Sunday, September 18, 2016

Define: Tessellation && Subroutine && Transform Feedback

23/03/2010 OpenGL 4.0 review(ClickForSource :-) )

OpenGL 4.0 is the new specification for GeForce GTX 4** and Radeon HD 5*** hardware: aka Direct3D 11 hardware level. In this review we go through all the new features and explore their details.

Tessellation.

OpenGL 4.0 brings 3 new processing stages that take place between the vertex shader and geometry shader.
  • Control shader (Known as Hull shader in Direct3D 11)
  • Primitive generator
  • Evaluation shader (Known as Domain shader in Direct3D 11)
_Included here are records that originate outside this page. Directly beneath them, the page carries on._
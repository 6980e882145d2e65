//! Success envelope and the JSON body extractor that reports failures in it.

use axum::Json;
use axum::extract::rejection::{JsonRejection, QueryRejection};
use axum::extract::{FromRequest, FromRequestParts, Query, Request};
use axum::http::request::Parts;
use serde::Serialize;

use crate::error::ApiError;

/// Success envelope: `{success: true, data}`.
#[derive(Debug, Serialize)]
pub struct ApiResponse<T: Serialize> {
    pub success: bool,
    pub data: T,
}

impl<T: Serialize> ApiResponse<T> {
    pub fn new(data: T) -> Self {
        Self {
            success: true,
            data,
        }
    }
}

/// `Json<T>` whose rejection is rendered as a 422 failure envelope.
pub struct ApiJson<T>(pub T);

impl<S, T> FromRequest<S> for ApiJson<T>
where
    S: Send + Sync,
    Json<T>: FromRequest<S, Rejection = JsonRejection>,
{
    type Rejection = ApiError;

    async fn from_request(req: Request, state: &S) -> Result<Self, Self::Rejection> {
        let Json(value) = Json::<T>::from_request(req, state)
            .await
            .map_err(|rejection| ApiError::unprocessable(rejection.body_text()))?;
        Ok(ApiJson(value))
    }
}

/// `Query<T>` counterpart of [`ApiJson`].
pub struct ApiQuery<T>(pub T);

impl<S, T> FromRequestParts<S> for ApiQuery<T>
where
    S: Send + Sync,
    Query<T>: FromRequestParts<S, Rejection = QueryRejection>,
{
    type Rejection = ApiError;

    async fn from_request_parts(parts: &mut Parts, state: &S) -> Result<Self, Self::Rejection> {
        let Query(value) = Query::<T>::from_request_parts(parts, state)
            .await
            .map_err(|rejection| ApiError::unprocessable(rejection.body_text()))?;
        Ok(ApiQuery(value))
    }
}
In a way, the tessellation stages replace the vertex shader stage in the graphics pipeline. Most of the vertex shader tasks will be dispatched in the control shader and the evaluation shader. So far, the vertex shader stage is still required but the control shader and the evaluation shader are both optional.

Control shaders work on 'patches', a set of vertices. Their output per-vertex data and per-patch data used by the primitive generator and available as read only in the evaluation shader. Input per-vertex data are stored in an array called 'gl_in' which maximum size is gl_MaxPatchVertives. The elements of gl_in contain the variables gl_Position, gl_PointSize, gl_ClipDistance and gl_ClipVertex. The per-patch variables are gl_PatchVerticesIn (number of vertices in the patch), gl_PrimitiveID (number of primitives of the draw call) and gl_InvocationID (Invocation number).

The control shaders have a gl_out array of per-vertex data which members are gl_Position, gl_PointSize and gl_ClipDistance. They also output per-patch data with the variables gl_TessLevelOuter and gl_Tesslevel Inner to control the tesselation level.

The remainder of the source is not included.